In Europe, Muslims are the new Jews and in America “they” — the “Aye-rabs” — are called epithets connecting sand and the letter “N”. Like I say often these days, ‘Muslim’ is the new ‘Black’.
But what is the cure for contracting France’s famously institutionalized ethnocentricity? One must only recognize that most of these people (in France, Sweden, and elsewhere) are refugees FLEEING Islamist chaos and control. They are not welcomed with open arms and so cannot be expected to act like welcomed guests.
It is a simple clash over immigration and social oppression against a minority. It’s not all peaches and handouts in these countries like we’d like to think it is in America. Heck, it’s against the law to pray in public in France, and that offends Muslims there the same way Christians are offended we cannot pray in public schools. (And such comparisons tend to fall on deaf ears.)
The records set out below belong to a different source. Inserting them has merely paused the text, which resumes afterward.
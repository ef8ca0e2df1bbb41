//! Input injection.
//!
//! The loop talks to the game only through [`InputSimulator`]: a pointer
//! read (for the failsafe), a left click at an absolute screen point, and
//! key press / down / up. Two implementations ship with the crate:
//! - [`mock::MockSimulator`] records everything and never touches the desktop
//! - [`enigo_backend::EnigoSimulator`] drives the real mouse and keyboard
//!   (feature `input`)

use std::fmt;
use std::str::FromStr;

use async_trait::async_trait;
use serde::{Deserialize, Serialize};
use thiserror::Error;

/// Errors that can occur during input simulation.
#[derive(Error, Debug)]
pub enum InputError {
    #[error("Input simulation not available on this platform")]
    NotAvailable,

    #[error("Failed to simulate input: {0}")]
    SimulationFailed(String),

    #[error("Invalid key: {0}")]
    InvalidKey(String),

    #[error("Failed to read pointer position: {0}")]
    PointerUnavailable(String),
}

/// Result type for input operations.
pub type InputResult<T> = Result<T, InputError>;

// ============================================================================
// Keys
// ============================================================================

/// A keyboard key as named in the configuration (`"z"`, `"space"`, `"ctrl"`).
#[derive(Debug, Clone, Copy, PartialEq, Eq, Hash, Serialize, Deserialize)]
#[serde(try_from = "String", into = "String")]
pub enum Key {
    Char(char),
    Space,
    Enter,
    Escape,
    Tab,
    Left,
    Right,
    Up,
    Down,
    Control,
    Alt,
    Shift,
    F(u8),
}

impl FromStr for Key {
    type Err = InputError;

    fn from_str(s: &str) -> InputResult<Self> {
        let lower = s.trim().to_lowercase();
        let key = match lower.as_str() {
            "space" | " " => Key::Space,
            "enter" | "return" => Key::Enter,
            "escape" | "esc" => Key::Escape,
            "tab" => Key::Tab,
            "left" | "leftarrow" => Key::Left,
            "right" | "rightarrow" => Key::Right,
            "up" | "uparrow" => Key::Up,
            "down" | "downarrow" => Key::Down,
            "ctrl" | "control" => Key::Control,
            "alt" => Key::Alt,
            "shift" => Key::Shift,
            other => {
                let mut chars = other.chars();
                match (chars.next(), chars.next()) {
                    (Some(c), None) => Key::Char(c),
                    (Some('f'), Some(_)) => match other[1..].parse::<u8>() {
                        Ok(n) if (1..=12).contains(&n) => Key::F(n),
                        _ => return Err(InputError::InvalidKey(s.to_string())),
                    },
                    _ => return Err(InputError::InvalidKey(s.to_string())),
                }
            }
        };
        Ok(key)
    }
}

impl fmt::Display for Key {
    fn fmt(&self, f: &mut fmt::Formatter<'_>) -> fmt::Result {
        match self {
            Key::Char(c) => write!(f, "{}", c),
            Key::Space => write!(f, "space"),
            Key::Enter => write!(f, "enter"),
            Key::Escape => write!(f, "esc"),
            Key::Tab => write!(f, "tab"),
            Key::Left => write!(f, "left"),
            Key::Right => write!(f, "right"),
            Key::Up => write!(f, "up"),
            Key::Down => write!(f, "down"),
            Key::Control => write!(f, "ctrl"),
            Key::Alt => write!(f, "alt"),
            Key::Shift => write!(f, "shift"),
            Key::F(n) => write!(f, "f{}", n),
        }
    }
}

impl TryFrom<String> for Key {
    type Error = InputError;

    fn try_from(value: String) -> InputResult<Self> {
        value.parse()
    }
}

impl From<Key> for String {
    fn from(key: Key) -> Self {
        key.to_string()
    }
}

// ============================================================================
// Simulator trait
// ============================================================================

/// Primitive input actions. One call is one primitive.
#[async_trait]
pub trait InputSimulator: Send + Sync {
    /// Check if input simulation is available.
    fn is_available(&self) -> bool;

    /// Current pointer position in screen pixels.
    async fn pointer_position(&self) -> InputResult<(i32, i32)>;

    /// Left click at an absolute screen position.
    async fn click(&self, x: i32, y: i32) -> InputResult<()>;

    async fn key_press(&self, key: Key) -> InputResult<()>;

    async fn key_down(&self, key: Key) -> InputResult<()>;

    async fn key_up(&self, key: Key) -> InputResult<()>;
}

// ============================================================================
// Mock Implementation (for testing and dry runs)
// ============================================================================

pub mod mock {
    use super::*;
    use std::collections::VecDeque;
    use std::sync::atomic::{AtomicBool, Ordering};
    use std::sync::Arc;
    use tokio::sync::{Mutex, RwLock};

    /// Mock input simulator that records calls but doesn't actually simulate input.
    pub struct MockSimulator {
        /// Simulated pointer position
        position: Arc<RwLock<(i32, i32)>>,
        /// Action log for verification
        actions: Arc<Mutex<VecDeque<String>>>,
        /// Maximum actions to keep in log
        max_log_size: usize,
        /// When set, every action fails
        failing: AtomicBool,
        /// When set, pointer reads fail
        pointer_failing: AtomicBool,
    }

    impl MockSimulator {
        pub fn new() -> Self {
            Self {
                position: Arc::new(RwLock::new((0, 0))),
                actions: Arc::new(Mutex::new(VecDeque::new())),
                max_log_size: 1000,
                failing: AtomicBool::new(false),
                pointer_failing: AtomicBool::new(false),
            }
        }

        /// Start with the pointer somewhere other than the origin.
        pub fn with_position(x: i32, y: i32) -> Self {
            let mut sim = Self::new();
            sim.position = Arc::new(RwLock::new((x, y)));
            sim
        }

        /// Get the action log.
        pub async fn actions(&self) -> Vec<String> {
            self.actions.lock().await.iter().cloned().collect()
        }

        /// Move the simulated pointer, as a user grabbing the mouse would.
        pub async fn set_position(&self, x: i32, y: i32) {
            *self.position.write().await = (x, y);
        }

        /// Make every following action fail until reset.
        pub fn set_failing(&self, failing: bool) {
            self.failing.store(failing, Ordering::SeqCst);
        }

        pub fn set_pointer_failing(&self, failing: bool) {
            self.pointer_failing.store(failing, Ordering::SeqCst);
        }

        async fn log(&self, action: String) -> InputResult<()> {
            if self.failing.load(Ordering::SeqCst) {
                return Err(InputError::SimulationFailed(format!("mock refused {}", action)));
            }
            let mut actions = self.actions.lock().await;
            if actions.len() >= self.max_log_size {
                actions.pop_front();
            }
            actions.push_back(action);
            Ok(())
        }
    }

    impl Default for MockSimulator {
        fn default() -> Self {
            Self::new()
        }
    }

    #[async_trait]
    impl InputSimulator for MockSimulator {
        fn is_available(&self) -> bool {
            true // Mock is always available
        }

        async fn pointer_position(&self) -> InputResult<(i32, i32)> {
            if self.pointer_failing.load(Ordering::SeqCst) {
                return Err(InputError::PointerUnavailable("mock pointer offline".into()));
            }
            Ok(*self.position.read().await)
        }

        async fn click(&self, x: i32, y: i32) -> InputResult<()> {
            self.log(format!("click({}, {})", x, y)).await?;
            *self.position.write().await = (x, y);
            Ok(())
        }

        async fn key_press(&self, key: Key) -> InputResult<()> {
            self.log(format!("key_press({})", key)).await
        }

        async fn key_down(&self, key: Key) -> InputResult<()> {
            self.log(format!("key_down({})", key)).await
        }

        async fn key_up(&self, key: Key) -> InputResult<()> {
            self.log(format!("key_up({})", key)).await
        }
    }
}

// ============================================================================
// Real input (enigo)
// ============================================================================

#[cfg(feature = "input")]
pub mod enigo_backend {
    use super::*;
    use enigo::{Button, Coordinate, Direction, Enigo, Keyboard, Mouse, Settings};

    /// Drives the real mouse and keyboard.
    ///
    /// A connection is opened per primitive so the simulator stays `Send + Sync`
    /// on every platform enigo supports.
    #[derive(Debug, Default)]
    pub struct EnigoSimulator;

    impl EnigoSimulator {
        pub fn new() -> InputResult<Self> {
            // Probe once so a missing display fails at startup, not mid-hunt.
            Enigo::new(&Settings::default())
                .map_err(|e| InputError::SimulationFailed(e.to_string()))?;
            Ok(Self)
        }

        fn with_enigo<T>(f: impl FnOnce(&mut Enigo) -> InputResult<T>) -> InputResult<T> {
            let mut enigo = Enigo::new(&Settings::default())
                .map_err(|e| InputError::SimulationFailed(e.to_string()))?;
            f(&mut enigo)
        }

        fn to_enigo(key: Key) -> enigo::Key {
            match key {
                Key::Char(c) => enigo::Key::Unicode(c),
                Key::Space => enigo::Key::Space,
                Key::Enter => enigo::Key::Return,
                Key::Escape => enigo::Key::Escape,
                Key::Tab => enigo::Key::Tab,
                Key::Left => enigo::Key::LeftArrow,
                Key::Right => enigo::Key::RightArrow,
                Key::Up => enigo::Key::UpArrow,
                Key::Down => enigo::Key::DownArrow,
                Key::Control => enigo::Key::Control,
                Key::Alt => enigo::Key::Alt,
                Key::Shift => enigo::Key::Shift,
                Key::F(1) => enigo::Key::F1,
                Key::F(2) => enigo::Key::F2,
                Key::F(3) => enigo::Key::F3,
                Key::F(4) => enigo::Key::F4,
                Key::F(5) => enigo::Key::F5,
                Key::F(6) => enigo::Key::F6,
                Key::F(7) => enigo::Key::F7,
                Key::F(8) => enigo::Key::F8,
                Key::F(9) => enigo::Key::F9,
                Key::F(10) => enigo::Key::F10,
                Key::F(11) => enigo::Key::F11,
                Key::F(_) => enigo::Key::F12,
            }
        }

        fn key(key: Key, direction: Direction) -> InputResult<()> {
            Self::with_enigo(|enigo| {
                enigo
                    .key(Self::to_enigo(key), direction)
                    .map_err(|e| InputError::SimulationFailed(e.to_string()))
            })
        }
    }

    #[async_trait]
    impl InputSimulator for EnigoSimulator {
        fn is_available(&self) -> bool {
            Enigo::new(&Settings::default()).is_ok()
        }

        async fn pointer_position(&self) -> InputResult<(i32, i32)> {
            Self::with_enigo(|enigo| {
                enigo
                    .location()
                    .map_err(|e| InputError::PointerUnavailable(e.to_string()))
            })
        }

        async fn click(&self, x: i32, y: i32) -> InputResult<()> {
            Self::with_enigo(|enigo| {
                enigo
                    .move_mouse(x, y, Coordinate::Abs)
                    .map_err(|e| InputError::SimulationFailed(e.to_string()))?;
                enigo
                    .button(Button::Left, Direction::Click)
                    .map_err(|e| InputError::SimulationFailed(e.to_string()))
            })
        }

        async fn key_press(&self, key: Key) -> InputResult<()> {
            Self::key(key, Direction::Click)
        }

        async fn key_down(&self, key: Key) -> InputResult<()> {
            Self::key(key, Direction::Press)
        }

        async fn key_up(&self, key: Key) -> InputResult<()> {
            Self::key(key, Direction::Release)
        }
    }
}

#[cfg(test)]
mod tests {
    use super::mock::MockSimulator;
    use super::*;

    #[test]
    fn test_key_parse() {
        assert_eq!("z".parse::<Key>().unwrap(), Key::Char('z'));
        assert_eq!("SPACE".parse::<Key>().unwrap(), Key::Space);
        assert_eq!("ctrl".parse::<Key>().unwrap(), Key::Control);
        assert_eq!("f5".parse::<Key>().unwrap(), Key::F(5));
        assert_eq!("f".parse::<Key>().unwrap(), Key::Char('f'));
        assert!("f13".parse::<Key>().is_err());
        assert!("hyperdrive".parse::<Key>().is_err());
        assert!("".parse::<Key>().is_err());
    }

    #[test]
    fn test_key_display_parses_back() {
        for key in [Key::Char('z'), Key::Space, Key::Alt, Key::Left, Key::F(11)] {
            assert_eq!(key.to_string().parse::<Key>().unwrap(), key);
        }
    }

    #[tokio::test]
    async fn test_mock_simulator() {
        let sim = MockSimulator::new();
        assert!(sim.is_available());

        sim.click(100, 200).await.unwrap();
        assert_eq!(sim.pointer_position().await.unwrap(), (100, 200));

        sim.key_press(Key::Char('z')).await.unwrap();
        sim.key_down(Key::Left).await.unwrap();
        sim.key_up(Key::Left).await.unwrap();

        let actions = sim.actions().await;
        assert_eq!(
            actions,
            vec!["click(100, 200)", "key_press(z)", "key_down(left)", "key_up(left)"]
        );
    }

    #[tokio::test]
    async fn test_mock_failure_injection() {
        let sim = MockSimulator::new();
        sim.set_failing(true);
        assert!(matches!(
            sim.key_press(Key::Space).await,
            Err(InputError::SimulationFailed(_))
        ));
        assert!(sim.actions().await.is_empty());

        sim.set_pointer_failing(true);
        assert!(sim.pointer_position().await.is_err());
    }
}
And not that we should have to make comparisons or keep score to justify some actions with that of others, but there have been recent Hindu and Buddhist riots in various countries as well. No one ethnic group’s or religion’s hands are clean — if you can even make such a statement meaningfully to begin with. But we see through the filter of what media we are exposed to and are missing the bigger picture of what’s going on out there, focusing only on one self-fulfilling perception certain factions it is currently in fashion to be outraged against.
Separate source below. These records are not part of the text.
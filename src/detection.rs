//! Detections - the typed view of what the vision model saw in one frame.
//!
//! The model itself is external. It hands us [`RawDetection`]s (a class name,
//! a box and a score) through the [`Detector`] trait, and the
//! [`DetectionAdapter`] turns them into [`DetectedObject`]s: known class,
//! finite geometry, confidence at or above the configured threshold.
//! Anything else is dropped here and never reaches the decision loop.

use std::fmt;
use std::fs;
use std::path::Path;
use std::str::FromStr;

use serde::{Deserialize, Serialize};
use tracing::{debug, warn};

use crate::capture::Frame;
use crate::error::{Error, Result};

// ============================================================================
// Classes
// ============================================================================

/// Closed set of categories the model is trained on.
#[derive(Debug, Clone, Copy, PartialEq, Eq, Hash, PartialOrd, Ord, Serialize, Deserialize)]
#[serde(rename_all = "lowercase")]
pub enum ObjectClass {
    Mob,
    Item,
    Npc,
    Character,
    Environment,
    Ui,
}

/// What the bot does when a class is chosen as the target.
#[derive(Debug, Clone, Copy, PartialEq, Eq, Hash, Serialize, Deserialize)]
#[serde(rename_all = "snake_case")]
pub enum ClassAction {
    Attack,
    Pickup,
    Interact,
}

impl ObjectClass {
    pub const ALL: [ObjectClass; 6] = [
        ObjectClass::Mob,
        ObjectClass::Item,
        ObjectClass::Npc,
        ObjectClass::Character,
        ObjectClass::Environment,
        ObjectClass::Ui,
    ];

    /// Action bound to this class, `None` for detection-only classes.
    pub fn action(&self) -> Option<ClassAction> {
        match self {
            ObjectClass::Mob => Some(ClassAction::Attack),
            ObjectClass::Item => Some(ClassAction::Pickup),
            ObjectClass::Npc => Some(ClassAction::Interact),
            ObjectClass::Character | ObjectClass::Environment | ObjectClass::Ui => None,
        }
    }

    pub fn is_actionable(&self) -> bool {
        self.action().is_some()
    }

    pub fn as_str(&self) -> &'static str {
        match self {
            ObjectClass::Mob => "mob",
            ObjectClass::Item => "item",
            ObjectClass::Npc => "npc",
            ObjectClass::Character => "character",
            ObjectClass::Environment => "environment",
            ObjectClass::Ui => "ui",
        }
    }
}

impl fmt::Display for ObjectClass {
    fn fmt(&self, f: &mut fmt::Formatter<'_>) -> fmt::Result {
        write!(f, "{}", self.as_str())
    }
}

impl FromStr for ObjectClass {
    type Err = Error;

    fn from_str(s: &str) -> Result<Self> {
        let lower = s.trim().to_lowercase();
        ObjectClass::ALL
            .into_iter()
            .find(|c| c.as_str() == lower)
            .ok_or_else(|| Error::config(format!("unknown object class '{}'", s)))
    }
}

// ============================================================================
// Geometry
// ============================================================================

/// A point in frame (or screen) pixels.
#[derive(Debug, Clone, Copy, PartialEq, Default, Serialize, Deserialize)]
pub struct Point {
    pub x: f32,
    pub y: f32,
}

impl Point {
    pub fn new(x: f32, y: f32) -> Self {
        Self { x, y }
    }

    pub fn distance_to(&self, other: Point) -> f32 {
        let dx = self.x - other.x;
        let dy = self.y - other.y;
        (dx * dx + dy * dy).sqrt()
    }

    pub fn is_finite(&self) -> bool {
        self.x.is_finite() && self.y.is_finite()
    }

    /// Offset by an origin, e.g. frame coordinates to screen coordinates.
    pub fn offset(&self, dx: f32, dy: f32) -> Point {
        Point::new(self.x + dx, self.y + dy)
    }
}

/// Axis-aligned box, corners in frame pixels.
#[derive(Debug, Clone, Copy, PartialEq, Serialize, Deserialize)]
pub struct BBox {
    pub x1: f32,
    pub y1: f32,
    pub x2: f32,
    pub y2: f32,
}

impl BBox {
    pub fn new(x1: f32, y1: f32, x2: f32, y2: f32) -> Self {
        Self { x1, y1, x2, y2 }
    }

    /// Box of `size` centred on `center`.
    pub fn around(center: Point, size: f32) -> Self {
        let half = size / 2.0;
        Self::new(center.x - half, center.y - half, center.x + half, center.y + half)
    }

    pub fn center(&self) -> Point {
        Point::new((self.x1 + self.x2) / 2.0, (self.y1 + self.y2) / 2.0)
    }

    /// Finite corners, non-inverted.
    pub fn is_valid(&self) -> bool {
        [self.x1, self.y1, self.x2, self.y2].iter().all(|v| v.is_finite())
            && self.x2 >= self.x1
            && self.y2 >= self.y1
    }
}

// ============================================================================
// Detections
// ============================================================================

/// Detector output before normalization.
#[derive(Debug, Clone, PartialEq, Serialize, Deserialize)]
pub struct RawDetection {
    #[serde(rename = "class")]
    pub class_name: String,
    /// `[x1, y1, x2, y2]`
    pub bbox: [f32; 4],
    pub confidence: f32,
}

impl RawDetection {
    pub fn new(class_name: impl Into<String>, bbox: [f32; 4], confidence: f32) -> Self {
        Self {
            class_name: class_name.into(),
            bbox,
            confidence,
        }
    }
}

/// One detection for the current frame. Built once per cycle, never mutated.
#[derive(Debug, Clone, PartialEq, Serialize)]
pub struct DetectedObject {
    pub class: ObjectClass,
    pub bbox: BBox,
    pub confidence: f32,
}

impl DetectedObject {
    pub fn new(class: ObjectClass, bbox: BBox, confidence: f32) -> Self {
        Self {
            class,
            bbox,
            confidence,
        }
    }

    pub fn center(&self) -> Point {
        self.bbox.center()
    }
}

/// The external vision model.
///
/// Must never fail: an empty list means nothing was found.
pub trait Detector: Send {
    fn detect(&mut self, frame: &Frame) -> Vec<RawDetection>;

    /// Whether the source has run dry (only meaningful for replays).
    fn is_exhausted(&self) -> bool {
        false
    }
}

/// Normalizes raw detector output for one frame.
#[derive(Debug, Clone)]
pub struct DetectionAdapter {
    confidence_threshold: f32,
}

impl DetectionAdapter {
    pub fn new(confidence_threshold: f32) -> Self {
        Self {
            confidence_threshold,
        }
    }

    /// Keep the detections the loop may reason about, in input order.
    pub fn normalize(&self, raw: Vec<RawDetection>) -> Vec<DetectedObject> {
        raw.into_iter()
            .filter_map(|r| self.normalize_one(r))
            .collect()
    }

    fn normalize_one(&self, raw: RawDetection) -> Option<DetectedObject> {
        let class = match raw.class_name.parse::<ObjectClass>() {
            Ok(class) => class,
            Err(_) => {
                debug!(class = %raw.class_name, "Dropping detection of unknown class");
                return None;
            }
        };

        let [x1, y1, x2, y2] = raw.bbox;
        let bbox = BBox::new(x1, y1, x2, y2);
        if !bbox.is_valid() || !raw.confidence.is_finite() || !(0.0..=1.0).contains(&raw.confidence) {
            warn!(%class, bbox = ?raw.bbox, confidence = raw.confidence, "Discarding malformed detection");
            return None;
        }

        if raw.confidence < self.confidence_threshold {
            return None;
        }

        Some(DetectedObject::new(class, bbox, raw.confidence))
    }
}

// ============================================================================
// Replay detector
// ============================================================================

/// Plays back recorded detections, one frame per JSON line.
///
/// Each line is a JSON array of `{"class", "bbox", "confidence"}` objects.
/// Blank lines are frames with nothing in them.
#[derive(Debug, Clone)]
pub struct ReplayDetector {
    frames: Vec<Vec<RawDetection>>,
    cursor: usize,
    looping: bool,
}

impl ReplayDetector {
    pub fn new(frames: Vec<Vec<RawDetection>>) -> Self {
        Self {
            frames,
            cursor: 0,
            looping: false,
        }
    }

    /// Load a JSON-lines recording.
    pub fn from_path(path: impl AsRef<Path>) -> Result<Self> {
        let path = path.as_ref();
        let content = fs::read_to_string(path)
            .map_err(|e| Error::replay(format!("cannot read {}: {}", path.display(), e)))?;
        Self::parse(&content)
    }

    pub fn parse(content: &str) -> Result<Self> {
        let mut frames = Vec::new();
        for (idx, line) in content.lines().enumerate() {
            let line = line.trim();
            if line.is_empty() {
                frames.push(Vec::new());
                continue;
            }
            let frame: Vec<RawDetection> = serde_json::from_str(line)
                .map_err(|e| Error::replay(format!("line {}: {}", idx + 1, e)))?;
            frames.push(frame);
        }
        Ok(Self::new(frames))
    }

    /// Start over from the first frame when the recording ends.
    pub fn looping(mut self, looping: bool) -> Self {
        self.looping = looping;
        self
    }

    pub fn len(&self) -> usize {
        self.frames.len()
    }

    pub fn is_empty(&self) -> bool {
        self.frames.is_empty()
    }
}

impl Detector for ReplayDetector {
    fn detect(&mut self, _frame: &Frame) -> Vec<RawDetection> {
        if self.cursor >= self.frames.len() {
            if !self.looping || self.frames.is_empty() {
                return Vec::new();
            }
            self.cursor = 0;
        }
        let frame = self.frames[self.cursor].clone();
        self.cursor += 1;
        frame
    }

    fn is_exhausted(&self) -> bool {
        !self.looping && self.cursor >= self.frames.len()
    }
}

#[cfg(test)]
mod tests {
    use super::*;
    use crate::config::CaptureRegion;

    fn frame() -> Frame {
        Frame::blank(CaptureRegion::default(), 0)
    }

    #[test]
    fn test_class_actions_are_exhaustive() {
        assert_eq!(ObjectClass::Mob.action(), Some(ClassAction::Attack));
        assert_eq!(ObjectClass::Item.action(), Some(ClassAction::Pickup));
        assert_eq!(ObjectClass::Npc.action(), Some(ClassAction::Interact));
        for class in [ObjectClass::Character, ObjectClass::Environment, ObjectClass::Ui] {
            assert!(!class.is_actionable(), "{} must be detection-only", class);
        }
    }

    #[test]
    fn test_class_parse() {
        assert_eq!("MOB".parse::<ObjectClass>().unwrap(), ObjectClass::Mob);
        assert_eq!(" npc ".parse::<ObjectClass>().unwrap(), ObjectClass::Npc);
        assert!("dragon".parse::<ObjectClass>().is_err());
    }

    #[test]
    fn test_bbox_center_and_validity() {
        let bbox = BBox::new(10.0, 20.0, 30.0, 60.0);
        assert_eq!(bbox.center(), Point::new(20.0, 40.0));
        assert!(bbox.is_valid());

        assert!(!BBox::new(30.0, 0.0, 10.0, 5.0).is_valid());
        assert!(!BBox::new(f32::NAN, 0.0, 10.0, 5.0).is_valid());
    }

    #[test]
    fn test_adapter_filters_threshold_and_garbage() {
        let adapter = DetectionAdapter::new(0.5);
        let raw = vec![
            RawDetection::new("mob", [0.0, 0.0, 10.0, 10.0], 0.9),
            RawDetection::new("item", [0.0, 0.0, 10.0, 10.0], 0.49),
            RawDetection::new("npc", [0.0, 0.0, 10.0, 10.0], 0.5),
            RawDetection::new("ghost", [0.0, 0.0, 10.0, 10.0], 0.9),
            RawDetection::new("mob", [f32::NAN, 0.0, 10.0, 10.0], 0.9),
            RawDetection::new("mob", [0.0, 0.0, 10.0, 10.0], f32::NAN),
            RawDetection::new("mob", [0.0, 0.0, 10.0, 10.0], 1.5),
        ];

        let objects = adapter.normalize(raw);
        let classes: Vec<_> = objects.iter().map(|o| o.class).collect();
        assert_eq!(classes, vec![ObjectClass::Mob, ObjectClass::Npc]);
    }

    #[test]
    fn test_replay_parse_and_exhaust() {
        let content = r#"[{"class":"mob","bbox":[0,0,10,10],"confidence":0.8}]

[{"class":"item","bbox":[5,5,15,15],"confidence":0.7},{"class":"ui","bbox":[0,0,1,1],"confidence":0.9}]"#;
        let mut replay = ReplayDetector::parse(content).unwrap();
        assert_eq!(replay.len(), 3);

        assert_eq!(replay.detect(&frame()).len(), 1);
        assert!(replay.detect(&frame()).is_empty());
        assert_eq!(replay.detect(&frame()).len(), 2);
        assert!(replay.is_exhausted());
        assert!(replay.detect(&frame()).is_empty());
    }

    #[test]
    fn test_replay_looping() {
        let mut replay = ReplayDetector::new(vec![vec![RawDetection::new(
            "mob",
            [0.0, 0.0, 1.0, 1.0],
            0.9,
        )]])
        .looping(true);
        for _ in 0..3 {
            assert_eq!(replay.detect(&frame()).len(), 1);
        }
        assert!(!replay.is_exhausted());
    }

    #[test]
    fn test_replay_bad_line_reports_position() {
        let err = ReplayDetector::parse("[]\n{not json").unwrap_err();
        assert!(err.to_string().contains("line 2"));
    }
}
In any new immigration population, there is a period of being “outcast” due to combinations of prejudice, language, cultural differences, etc. where ethnic-based neighborhoods form out of necessity. In America, at different times, this was true for Poles and Irish and nearly anyone else you can think of, each with their own neighborhoods. When the surrounding culture keeps them out of the larger society, it always means trouble. Fortunately we’ve integrated new peoples better than some because of the nature of our country being originally so many peoples to begin with.
But right now, in Europe, most of these communities are composed of diaspora from Middle Eastern countries, and most (but not all) are demographically Arabic Muslim. And like other times, people, and places, evil is a self-fulfilling prophesy. When I say their communities were like “ghettos”, I mean it in both the sense of (1) bad neighborhoods with no opportunities and little investment by the society AND (2) where Jews were kept under Nazism. Such conditions of segregation by force statistically correlate to more influence by Islamic extremists, which we must see is the EFFECT and not the CAUSE of tensions.
It is easy to radicalize anyone who can be so easily shown they are the enemy to begin with, and we all must take some responsibility for that.